> Task: Filter the records below down to lines containing "super".

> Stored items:
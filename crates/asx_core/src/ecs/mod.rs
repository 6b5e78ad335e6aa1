//! # Entity Component System
//!
//! A small, correctness-first ECS.
//!
//! ## Design Philosophy
//!
//! - Entity ids start at 1 and are never reused within a world
//! - One sparse store per component kind, created on first reference
//! - Queries are recomputed on every call and never cached
//! - Systems run strictly sequentially, one fault never stops a frame

pub mod builtin;
mod component;
mod entity;
mod query;
mod storage;
mod system;
mod world;

pub use component::{Component, ComponentKind, Lifetime, Renderable, Transform, Velocity};
pub use entity::{EntityId, EntityRegistry};
pub use query::{ComponentSet, Query, QueryIter};
pub use storage::{ComponentHandle, ComponentStore};
pub use system::{
    panic_message, BoxedSystem, FrameReport, SystemContext, SystemFailure, SystemId, SystemScheduler,
};
pub use world::World;
//! # ASX
//!
//! Runtime shell joining the simulation kernel ([`asx_core`]) and the
//! interface layer ([`asx_ui`]):
//! - An [`OsDocument`] maps routes to pages; each page may carry a HUD, a
//!   scene, entities and a named behaviour
//! - The [`PageController`] mounts pages and releases everything a page
//!   registered when it unmounts
//! - Tick, input and event handlers run isolated: a fault is logged and
//!   the frame goes on
//! - A namespaced [`KeyValueStore`] gives best-effort persistence
//!
//! ## Frame
//!
//! ```text
//! World::advance ─> tick handlers ─> queued input ─> navigation ─> render(&World)
//! ```
//!
//! ## Example
//!
//! ```rust,ignore
//! use asx::{AsxConfig, AsxRuntime, BehaviourRegistry, OsDocument};
//!
//! let os = OsDocument::load("os.json")?;
//! let mut runtime = AsxRuntime::new(AsxConfig::default(), os, BehaviourRegistry::new())?;
//! runtime.boot()?;
//! runtime.frame(16.0);
//! ```

#![deny(missing_docs)]
#![deny(unsafe_code)]
#![warn(clippy::pedantic)]
#![deny(clippy::perf)]

pub mod config;
pub mod demo;
pub mod error;
pub mod events;
pub mod frame;
pub mod handler;
pub mod hud;
pub mod input;
pub mod os;
pub mod page;
pub mod renderer;
pub mod runtime;
pub mod storage;
pub mod tick;

pub use config::{AsxConfig, BootConfig, ClockConfig, FrameConfig, LogConfig, StorageConfig};
pub use error::{AsxError, AsxResult};
pub use events::EventEmitter;
pub use frame::{FrameDriver, FrameStats, FrameStatsAccumulator};
pub use handler::{run_isolated, HandlerContext, HandlerId};
pub use hud::HudLayer;
pub use input::{InputDispatcher, InputEvent, InputQueue, InputSender};
pub use os::{route_from_fragment, EntitySpec, OsDocument, OsMeta, PageDef, PageScript};
pub use page::{Behaviour, BehaviourRegistry, PageContext, PageController, PageHost};
pub use renderer::{FrameOutput, InstanceData, RenderBackend, SceneDesc, SceneKind, SceneRenderer};
pub use runtime::{AsxRuntime, NAVIGATE_INPUT};
pub use storage::{JsonFileBackend, KeyValueStore, MemoryBackend, StorageBackend};
pub use tick::{TickHandlers, TickInfo};
//! Colours and the neon HUD theme.
//!
//! Dark translucent panels, cyan borders, green accents. Everything is
//! emitted as CSS strings for inline `style` attributes.

use std::fmt::Write as _;

use bytemuck::{Pod, Zeroable};

/// RGBA colour, components in `0..=1`.
#[derive(Debug, Clone, Copy, PartialEq, Pod, Zeroable)]
#[repr(C)]
pub struct Color {
    /// Red component.
    pub r: f32,
    /// Green component.
    pub g: f32,
    /// Blue component.
    pub b: f32,
    /// Alpha component.
    pub a: f32,
}

impl Color {
    /// Transparent black.
    pub const TRANSPARENT: Self = Self::rgba(0.0, 0.0, 0.0, 0.0);
    /// Neon cyan, the primary accent.
    pub const CYAN: Self = Self::hex(0x00FF_FFFF);
    /// Dimmed cyan for body copy.
    pub const CYAN_DIM: Self = Self::hex(0x00CC_CCFF);
    /// Terminal green.
    pub const GREEN: Self = Self::hex(0x00FF_00FF);
    /// Warning yellow.
    pub const YELLOW: Self = Self::hex(0xFFFF_00FF);
    /// Alarm red.
    pub const RED: Self = Self::hex(0xFF00_00FF);
    /// Pale red for error copy.
    pub const RED_PALE: Self = Self::hex(0xFFCC_CCFF);

    /// Creates a colour from RGBA values.
    #[must_use]
    pub const fn rgba(r: f32, g: f32, b: f32, a: f32) -> Self {
        Self { r, g, b, a }
    }

    /// Creates an opaque colour.
    #[must_use]
    pub const fn rgb(r: f32, g: f32, b: f32) -> Self {
        Self::rgba(r, g, b, 1.0)
    }

    /// Creates a colour from `0xRRGGBBAA`.
    #[must_use]
    pub const fn hex(hex: u32) -> Self {
        let r = ((hex >> 24) & 0xFF) as f32 / 255.0;
        let g = ((hex >> 16) & 0xFF) as f32 / 255.0;
        let b = ((hex >> 8) & 0xFF) as f32 / 255.0;
        let a = (hex & 0xFF) as f32 / 255.0;
        Self::rgba(r, g, b, a)
    }

    /// Parses `#rgb`, `#rrggbb` or `#rrggbbaa`.
    #[must_use]
    pub fn parse_hex(s: &str) -> Option<Self> {
        let digits = s.strip_prefix('#')?;
        let expanded: String = match digits.len() {
            3 => digits.chars().flat_map(|c| [c, c]).chain("ff".chars()).collect(),
            6 => format!("{digits}ff"),
            8 => digits.to_string(),
            _ => return None,
        };
        u32::from_str_radix(&expanded, 16).ok().map(Self::hex)
    }

    /// Returns the colour with a different alpha.
    #[must_use]
    pub const fn with_alpha(self, a: f32) -> Self {
        Self::rgba(self.r, self.g, self.b, a)
    }

    /// Linear interpolation.
    #[must_use]
    pub fn lerp(self, other: Self, t: f32) -> Self {
        Self::rgba(
            self.r + (other.r - self.r) * t,
            self.g + (other.g - self.g) * t,
            self.b + (other.b - self.b) * t,
            self.a + (other.a - self.a) * t,
        )
    }

    /// Converts to array format.
    #[must_use]
    pub const fn to_array(self) -> [f32; 4] {
        [self.r, self.g, self.b, self.a]
    }

    /// CSS form: `#rrggbb` when opaque, `rgba(r, g, b, a)` otherwise.
    #[must_use]
    #[allow(clippy::cast_sign_loss)]
    pub fn css(self) -> String {
        let [r, g, b] = [self.r, self.g, self.b].map(|c| (c.clamp(0.0, 1.0) * 255.0).round() as u8);
        if (self.a - 1.0).abs() < f32::EPSILON {
            format!("#{r:02x}{g:02x}{b:02x}")
        } else {
            format!("rgba({r}, {g}, {b}, {})", (self.a * 100.0).round() / 100.0)
        }
    }
}

impl Default for Color {
    fn default() -> Self {
        Self::CYAN
    }
}

/// Builds an inline `style` attribute value from declarations.
///
/// ```rust,ignore
/// assert_eq!(inline(&[("padding", "20px"), ("color", "#00ffff")]), "padding: 20px; color: #00ffff;");
/// ```
#[must_use]
pub fn inline(declarations: &[(&str, &str)]) -> String {
    let mut out = String::new();
    for (i, (name, value)) in declarations.iter().enumerate() {
        if i > 0 {
            out.push(' ');
        }
        let _ = write!(out, "{name}: {value};");
    }
    out
}

/// HUD theme.
#[derive(Debug, Clone, PartialEq)]
pub struct Theme {
    /// Panel fill.
    pub panel: Color,
    /// Nested item fill.
    pub inset: Color,
    /// Borders and headings.
    pub primary: Color,
    /// Body copy.
    pub text: Color,
    /// Prices, success states, sidebar headings.
    pub accent: Color,
    /// System messages and status panels.
    pub warning: Color,
    /// Error borders and headings.
    pub error: Color,
    /// Error body copy.
    pub error_text: Color,
    /// Error panel fill.
    pub error_panel: Color,
    /// Heading font stack.
    pub display_font: &'static str,
}

impl Theme {
    /// Cyan-on-black terminal look.
    pub const NEON: Self = Self {
        panel: Color::rgba(0.0, 20.0 / 255.0, 20.0 / 255.0, 0.9),
        inset: Color::rgba(0.0, 40.0 / 255.0, 40.0 / 255.0, 0.5),
        primary: Color::CYAN,
        text: Color::CYAN_DIM,
        accent: Color::GREEN,
        warning: Color::YELLOW,
        error: Color::RED,
        error_text: Color::RED_PALE,
        error_panel: Color::rgba(50.0 / 255.0, 0.0, 0.0, 0.95),
        display_font: "'Orbitron', monospace",
    };

    /// Clip path that cuts the bottom-right corner of a card.
    #[must_use]
    pub fn notch(size_px: u32) -> String {
        format!(
            "polygon(0 0, 100% 0, 100% calc(100% - {size_px}px), calc(100% - {size_px}px) 100%, 0 100%)"
        )
    }

    /// Glow shadow in the given colour.
    #[must_use]
    pub fn glow(color: Color, radius_px: u32, strength: f32) -> String {
        format!("0 0 {radius_px}px {}", color.with_alpha(strength).css())
    }
}

impl Default for Theme {
    fn default() -> Self {
        Self::NEON
    }
}
//! # Scene Renderer
//!
//! Placeholder backend. It reads the world once per frame and produces a
//! [`FrameOutput`] (clear colour + instance list) that a GPU pipeline could
//! upload as-is; nothing is drawn here.
//!
//! | Scene       | Clear colour                       | Instances                        |
//! |-------------|------------------------------------|----------------------------------|
//! | `flat`      | `(0.07, 0.07, 0.12)`               | `Transform + Renderable`         |
//! | `space`     | `(0.02, 0.02, 0.06)`               | `Transform + Renderable`         |
//! | `starscape` | `(0.03 + sin(t) * 0.01, 0.03, 0.08)` | seeded star field + entities   |
//!
//! The backend only ever receives `&World`, so it cannot mutate components
//! or destroy entities.

use asx_core::{Renderable, Transform, World};
use asx_ui::Color;
use bytemuck::{Pod, Zeroable};
use rand::{Rng, SeedableRng};
use rand_chacha::ChaCha8Rng;
use serde::{Deserialize, Serialize};
use tracing::debug;

/// Seed used when a scene does not name one.
pub const DEFAULT_STAR_SEED: u64 = 42;

/// Star count used when a scene does not name one.
pub const DEFAULT_STAR_COUNT: usize = 200;

/// Scene section of a page.
#[derive(Debug, Clone, PartialEq, Serialize, Deserialize)]
#[serde(default)]
pub struct SceneDesc {
    /// `flat`, `space` or `starscape`. Unknown names fall back to `flat`.
    pub scene: String,
    /// Star field seed.
    pub seed: u64,
    /// Number of stars in a `starscape`.
    pub stars: usize,
}

impl Default for SceneDesc {
    fn default() -> Self {
        Self {
            scene: "flat".to_string(),
            seed: DEFAULT_STAR_SEED,
            stars: DEFAULT_STAR_COUNT,
        }
    }
}

impl SceneDesc {
    /// Describes a scene by name with default parameters.
    #[must_use]
    pub fn named(scene: impl Into<String>) -> Self {
        Self {
            scene: scene.into(),
            ..Self::default()
        }
    }
}

/// Built-in scenes.
#[derive(Debug, Clone, Copy, PartialEq, Eq)]
pub enum SceneKind {
    /// Plain dark background.
    Flat,
    /// Deep blue background.
    Space,
    /// Oscillating background with a star field.
    Starscape,
}

impl SceneKind {
    /// Resolves a scene name; unknown names map to [`SceneKind::Flat`].
    #[must_use]
    pub fn from_name(name: &str) -> Self {
        match name {
            "space" => Self::Space,
            "starscape" => Self::Starscape,
            "flat" => Self::Flat,
            other => {
                debug!(scene = other, "unknown scene, using flat");
                Self::Flat
            }
        }
    }

    /// Seconds advanced per rendered frame.
    const fn time_step(self) -> f32 {
        match self {
            Self::Flat => 0.0,
            Self::Space => 0.016,
            Self::Starscape => 0.01,
        }
    }

    fn clear_color(self, t: f32) -> Color {
        match self {
            Self::Flat => Color::rgb(0.07, 0.07, 0.12),
            Self::Space => Color::rgb(0.02, 0.02, 0.06),
            Self::Starscape => Color::rgb(0.03 + t.sin() * 0.01, 0.03, 0.08),
        }
    }
}

/// Shape codes carried in [`InstanceData::shape`].
pub mod shape {
    /// Square sprite.
    pub const QUAD: u32 = 0;
    /// Round sprite.
    pub const CIRCLE: u32 = 1;
    /// Background star.
    pub const STAR: u32 = 2;

    /// Maps a `Renderable::kind` to a shape code.
    #[must_use]
    pub fn from_kind(kind: &str) -> u32 {
        match kind {
            "circle" => CIRCLE,
            "star" => STAR,
            _ => QUAD,
        }
    }
}

/// GPU-ready per-instance record.
///
/// Layout (32 bytes):
/// - position: `[f32; 2]` (8 bytes)
/// - size: `f32` (4 bytes)
/// - shape: `u32` (4 bytes)
/// - color: `[f32; 4]` (16 bytes)
#[derive(Debug, Clone, Copy, PartialEq, Pod, Zeroable)]
#[repr(C)]
pub struct InstanceData {
    /// World position.
    pub position: [f32; 2],
    /// Size in world units.
    pub size: f32,
    /// See [`shape`].
    pub shape: u32,
    /// RGBA colour.
    pub color: [f32; 4],
}

/// What one frame would draw.
#[derive(Debug, Clone, PartialEq)]
pub struct FrameOutput {
    /// Background colour.
    pub clear_color: Color,
    /// Instances in draw order.
    pub instances: Vec<InstanceData>,
}

impl FrameOutput {
    /// Instance buffer bytes, ready for upload.
    #[must_use]
    pub fn instance_bytes(&self) -> &[u8] {
        bytemuck::cast_slice(&self.instances)
    }
}

/// A render backend driven once per frame.
pub trait RenderBackend {
    /// Replaces the active scene.
    fn load_scene(&mut self, desc: &SceneDesc);

    /// Draws the world. `None` when no scene is loaded.
    fn render(&mut self, world: &World) -> Option<FrameOutput>;

    /// Drops the active scene.
    fn unload(&mut self);

    /// Whether a scene is loaded.
    fn has_scene(&self) -> bool;
}

struct ActiveScene {
    kind: SceneKind,
    t: f32,
    stars: Vec<InstanceData>,
}

/// The built-in placeholder backend.
#[derive(Default)]
pub struct SceneRenderer {
    active: Option<ActiveScene>,
    frames: u64,
}

impl SceneRenderer {
    /// Creates a renderer with no scene.
    #[must_use]
    pub fn new() -> Self {
        Self::default()
    }

    /// The active scene kind.
    #[must_use]
    pub fn scene(&self) -> Option<SceneKind> {
        self.active.as_ref().map(|s| s.kind)
    }

    /// Frames rendered since creation.
    #[inline]
    #[must_use]
    pub const fn frames_rendered(&self) -> u64 {
        self.frames
    }
}

/// Deterministic star field in `[-1, 1]²`.
#[must_use]
pub fn star_field(seed: u64, count: usize) -> Vec<InstanceData> {
    let mut rng = ChaCha8Rng::seed_from_u64(seed);
    (0..count)
        .map(|_| {
            let brightness = rng.gen_range(0.4..1.0);
            InstanceData {
                position: [rng.gen_range(-1.0..1.0), rng.gen_range(-1.0..1.0)],
                size: rng.gen_range(0.5..2.0),
                shape: shape::STAR,
                color: [brightness, brightness, 1.0, 1.0],
            }
        })
        .collect()
}

/// Collects `Transform + Renderable` entities in creation order.
#[must_use]
pub fn collect_instances(world: &World) -> Vec<InstanceData> {
    world
        .query::<(Transform, Renderable)>()
        .iter(world)
        .filter_map(|id| {
            let t = world.get::<Transform>(id)?;
            let r = world.get::<Renderable>(id)?;
            let color = Color::parse_hex(&r.color).unwrap_or(Color::CYAN);
            Some(InstanceData {
                position: [t.x, t.y],
                size: r.size,
                shape: shape::from_kind(&r.kind),
                color: color.to_array(),
            })
        })
        .collect()
}

impl RenderBackend for SceneRenderer {
    fn load_scene(&mut self, desc: &SceneDesc) {
        let kind = SceneKind::from_name(&desc.scene);
        let stars = if kind == SceneKind::Starscape {
            star_field(desc.seed, desc.stars)
        } else {
            Vec::new()
        };
        debug!(scene = ?kind, stars = stars.len(), "scene loaded");
        self.active = Some(ActiveScene { kind, t: 0.0, stars });
    }

    fn render(&mut self, world: &World) -> Option<FrameOutput> {
        let scene = self.active.as_mut()?;
        scene.t += scene.kind.time_step();
        self.frames += 1;

        let mut instances = scene.stars.clone();
        instances.extend(collect_instances(world));
        Some(FrameOutput {
            clear_color: scene.kind.clear_color(scene.t),
            instances,
        })
    }

    fn unload(&mut self) {
        if let Some(scene) = self.active.take() {
            debug!(scene = ?scene.kind, "scene unloaded");
        }
    }

    fn has_scene(&self) -> bool {
        self.active.is_some()
    }
}

impl std::fmt::Debug for SceneRenderer {
    fn fmt(&self, f: &mut std::fmt::Formatter<'_>) -> std::fmt::Result {
        f.debug_struct("SceneRenderer")
            .field("scene", &self.scene())
            .field("frames", &self.frames)
            .finish()
    }
}

#[cfg(test)]
mod tests {
    use super::*;

    #[test]
    fn test_instance_layout() {
        assert_eq!(std::mem::size_of::<InstanceData>(), 32);
        let output = FrameOutput {
            clear_color: Color::TRANSPARENT,
            instances: vec![InstanceData::zeroed(); 3],
        };
        assert_eq!(output.instance_bytes().len(), 96);
    }

    #[test]
    fn test_no_scene_renders_nothing() {
        let mut renderer = SceneRenderer::new();
        assert!(renderer.render(&World::new()).is_none());
        assert_eq!(renderer.frames_rendered(), 0);
    }

    #[test]
    fn test_unknown_scene_is_flat() {
        let mut renderer = SceneRenderer::new();
        renderer.load_scene(&SceneDesc::named("volcano"));
        assert_eq!(renderer.scene(), Some(SceneKind::Flat));
        let out = renderer.render(&World::new()).unwrap();
        assert_eq!(out.clear_color, Color::rgb(0.07, 0.07, 0.12));
        assert!(out.instances.is_empty());
    }

    #[test]
    fn test_entities_become_instances() {
        let mut world = World::new();
        let a = world.create_entity();
        world.insert(a, Transform::new(1.0, 2.0));
        world.insert(a, Renderable::new("circle", "#ff0000", 3.0));
        let hidden = world.create_entity();
        world.insert(hidden, Transform::new(5.0, 5.0));

        let mut renderer = SceneRenderer::new();
        renderer.load_scene(&SceneDesc::named("space"));
        let out = renderer.render(&world).unwrap();
        assert_eq!(out.instances.len(), 1);
        assert_eq!(out.instances[0].position, [1.0, 2.0]);
        assert_eq!(out.instances[0].shape, shape::CIRCLE);
        assert_eq!(out.instances[0].color, [1.0, 0.0, 0.0, 1.0]);
        assert_eq!(world.entity_count(), 2);
    }

    #[test]
    fn test_starscape_is_deterministic_and_oscillates() {
        assert_eq!(star_field(7, 50), star_field(7, 50));
        assert_ne!(star_field(7, 50), star_field(8, 50));

        let mut renderer = SceneRenderer::new();
        renderer.load_scene(&SceneDesc { stars: 10, ..SceneDesc::named("starscape") });
        let first = renderer.render(&World::new()).unwrap();
        let second = renderer.render(&World::new()).unwrap();
        assert_eq!(first.instances.len(), 10);
        assert!(first.instances.iter().all(|s| (-1.0..1.0).contains(&s.position[0])));
        assert!(second.clear_color.r > first.clear_color.r);
    }

    #[test]
    fn test_unload() {
        let mut renderer = SceneRenderer::new();
        renderer.load_scene(&SceneDesc::default());
        assert!(renderer.has_scene());
        renderer.unload();
        assert!(!renderer.has_scene());
        assert!(renderer.render(&World::new()).is_none());
    }
}
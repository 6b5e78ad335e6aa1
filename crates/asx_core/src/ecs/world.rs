//! # World
//!
//! The aggregate simulation unit. Owns:
//! - the entity registry (id counter + live set)
//! - one component store per kind, created on first reference
//! - the ordered system list
//! - the frame clock
//!
//! There is no global state: every world is independent, so tests can run
//! several side by side.

use std::any::TypeId;
use std::borrow::Cow;
use std::collections::HashMap;
use std::fmt;

use tracing::{debug, error, trace, warn};

use crate::clock::FrameClock;
use crate::error::{SystemError, SystemResult};

use super::builtin;
use super::component::{Component, ComponentKind};
use super::entity::{EntityId, EntityRegistry};
use super::query::{ComponentSet, Query};
use super::storage::{ComponentHandle, ComponentStore, ErasedStore};
use super::system::{FrameReport, SystemContext, SystemFailure, SystemId, SystemScheduler};

type StoreMap = HashMap<TypeId, Box<dyn ErasedStore>>;

/// Returns the store for `C`, creating it on first reference.
fn store_entry<C: Component>(stores: &mut StoreMap) -> &mut ComponentStore<C> {
    let slot = stores.entry(TypeId::of::<C>()).or_insert_with(|| {
        debug!(kind = C::KIND, "component store created");
        Box::new(ComponentStore::<C>::new())
    });
    let Some(store) = slot.as_any_mut().downcast_mut::<ComponentStore<C>>() else {
        unreachable!("store for {} is keyed by its own TypeId", C::KIND)
    };
    store
}

/// The ECS world.
pub struct World {
    entities: EntityRegistry,
    stores: StoreMap,
    systems: SystemScheduler,
    clock: FrameClock,
    frame: u64,
}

> Response for this exercise:
    use super::*;
use super::builtin;
use super::component::{Component, ComponentKind};
use super::entity::{EntityId, EntityRegistry};
use super::query::{ComponentSet, Query};
use super::storage::{ComponentHandle, ComponentStore, ErasedStore};
use super::system::{FrameReport, SystemContext, SystemFailure, SystemId, SystemScheduler};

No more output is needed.